▶ _Supplied data_:
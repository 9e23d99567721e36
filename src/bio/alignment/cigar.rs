use crate::RegionplexError;
use nom::{
    character::complete::{digit1, one_of},
    combinator::{all_consuming, map, map_res},
    multi::many1,
    sequence::pair,
    IResult,
};
use std::fmt;
use std::str::FromStr;

#[derive(Debug, Clone, Copy, PartialEq, Eq, Hash)]
pub enum CigarKind {
    Match,
    Insertion,
    Deletion,
    Skip,
    SoftClip,
    HardClip,
    Padding,
    SequenceMatch,
    SequenceMismatch,
}

impl CigarKind {
    fn from_code(code: char) -> Self {
        match code {
            'M' => CigarKind::Match,
            'I' => CigarKind::Insertion,
            'D' => CigarKind::Deletion,
            'N' => CigarKind::Skip,
            'S' => CigarKind::SoftClip,
            'H' => CigarKind::HardClip,
            'P' => CigarKind::Padding,
            '=' => CigarKind::SequenceMatch,
            _ => CigarKind::SequenceMismatch,
        }
    }

    pub fn code(&self) -> char {
        match self {
            CigarKind::Match => 'M',
            CigarKind::Insertion => 'I',
            CigarKind::Deletion => 'D',
            CigarKind::Skip => 'N',
            CigarKind::SoftClip => 'S',
            CigarKind::HardClip => 'H',
            CigarKind::Padding => 'P',
            CigarKind::SequenceMatch => '=',
            CigarKind::SequenceMismatch => 'X',
        }
    }
}

#[derive(Debug, Clone, Copy, PartialEq, Eq, Hash)]
pub struct CigarOp {
    pub kind: CigarKind,
    pub len: u32,
}

/// Run-length encoded alignment operations. `*` parses to an empty CIGAR.
#[derive(Debug, Clone, Default, PartialEq, Eq, Hash)]
pub struct Cigar(Vec<CigarOp>);

fn parse_op(input: &str) -> IResult<&str, CigarOp> {
    map(
        pair(
            map_res(digit1, u32::from_str),
            one_of("MIDNSHP=X"),
        ),
        |(len, code)| CigarOp {
            kind: CigarKind::from_code(code),
            len,
        },
    )(input)
}

impl Cigar {
    pub fn new(ops: Vec<CigarOp>) -> Self {
        Self(ops)
    }

    pub fn ops(&self) -> &[CigarOp] {
        &self.0
    }

    pub fn is_empty(&self) -> bool {
        self.0.is_empty()
    }

    /// Reference interval `[start, end)` covered by a placement at `pos`.
    ///
    /// Soft-clip runs move the start left by the clipped length; a clip seen
    /// before any reference-consuming run also drags the end with it, so a
    /// leading clip shifts the whole window left. Insertion and hard-clip runs
    /// leave the span unchanged; every other run extends the end.
    pub fn reference_span(&self, pos: i64) -> (i64, i64) {
        let mut start = pos;
        let mut end = pos;

        for op in &self.0 {
            let len = op.len as i64;
            match op.kind {
                CigarKind::SoftClip => {
                    start -= len;
                    if end == pos {
                        end = start;
                    }
                }
                CigarKind::Insertion | CigarKind::HardClip => {}
                _ => end += len,
            }
        }

        (start, end)
    }
}

impl FromStr for Cigar {
    type Err = RegionplexError;

    fn from_str(s: &str) -> Result<Self, Self::Err> {
        if s == "*" {
            return Ok(Cigar::default());
        }
        all_consuming(many1(parse_op))(s)
            .map(|(_, ops)| Cigar(ops))
            .map_err(|_| RegionplexError::Parse(format!("Invalid CIGAR string: {}", s)))
    }
}

impl fmt::Display for Cigar {
    fn fmt(&self, f: &mut fmt::Formatter<'_>) -> fmt::Result {
        if self.0.is_empty() {
            return write!(f, "*");
        }
        for op in &self.0 {
            write!(f, "{}{}", op.len, op.kind.code())?;
        }
        Ok(())
    }
}

#[cfg(test)]
mod tests {
    use super::*;
    use rstest::rstest;

    #[test]
    fn test_parse_and_display() {
        let cigar: Cigar = "5S10M3D10M2I4M".parse().unwrap();
        assert_eq!(cigar.ops().len(), 6);
        assert_eq!(cigar.ops()[0], CigarOp { kind: CigarKind::SoftClip, len: 5 });
        assert_eq!(cigar.ops()[2], CigarOp { kind: CigarKind::Deletion, len: 3 });
        assert_eq!(cigar.to_string(), "5S10M3D10M2I4M");
    }

    #[test]
    fn test_unavailable_cigar() {
        let cigar: Cigar = "*".parse().unwrap();
        assert!(cigar.is_empty());
        assert_eq!(cigar.reference_span(40), (40, 40));
    }

    #[rstest]
    #[case("")]
    #[case("10")]
    #[case("M10")]
    #[case("10Q")]
    #[case("10M 5S")]
    fn test_invalid_cigar(#[case] input: &str) {
        assert!(input.parse::<Cigar>().is_err());
    }

    #[rstest]
    #[case("50M", 100, (100, 150))]
    #[case("20M5I20M", 100, (100, 140))]
    #[case("20M5D20M", 100, (100, 145))]
    #[case("5H20M", 100, (100, 120))]
    #[case("20M100N20M", 100, (100, 240))]
    #[case("5S10M3D10M", 100, (95, 118))]
    #[case("10M4S", 100, (96, 110))]
    fn test_reference_span(#[case] cigar: &str, #[case] pos: i64, #[case] expected: (i64, i64)) {
        let cigar: Cigar = cigar.parse().unwrap();
        assert_eq!(cigar.reference_span(pos), expected);
    }
}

▶ _Task goal_: Reproduce, character for character, only the lines of the preceding data that start at the line with "fn parse_op(input: &str)" and end at the line with "start -= len;", both included.

▶ _Result of the task_:
fn parse_op(input: &str) -> IResult<&str, CigarOp> {
    map(
        pair(
            map_res(digit1, u32::from_str),
            one_of("MIDNSHP=X"),
        ),
        |(len, code)| CigarOp {
            kind: CigarKind::from_code(code),
            len,
        },
    )(input)
}

impl Cigar {
    pub fn new(ops: Vec<CigarOp>) -> Self {
        Self(ops)
    }

    pub fn ops(&self) -> &[CigarOp] {
        &self.0
    }

    pub fn is_empty(&self) -> bool {
        self.0.is_empty()
    }

    /// Reference interval `[start, end)` covered by a placement at `pos`.
    ///
    /// Soft-clip runs move the start left by the clipped length; a clip seen
    /// before any reference-consuming run also drags the end with it, so a
    /// leading clip shifts the whole window left. Insertion and hard-clip runs
    /// leave the span unchanged; every other run extends the end.
    pub fn reference_span(&self, pos: i64) -> (i64, i64) {
        let mut start = pos;
        let mut end = pos;

        for op in &self.0 {
            let len = op.len as i64;
            match op.kind {
                CigarKind::SoftClip => {
                    start -= len;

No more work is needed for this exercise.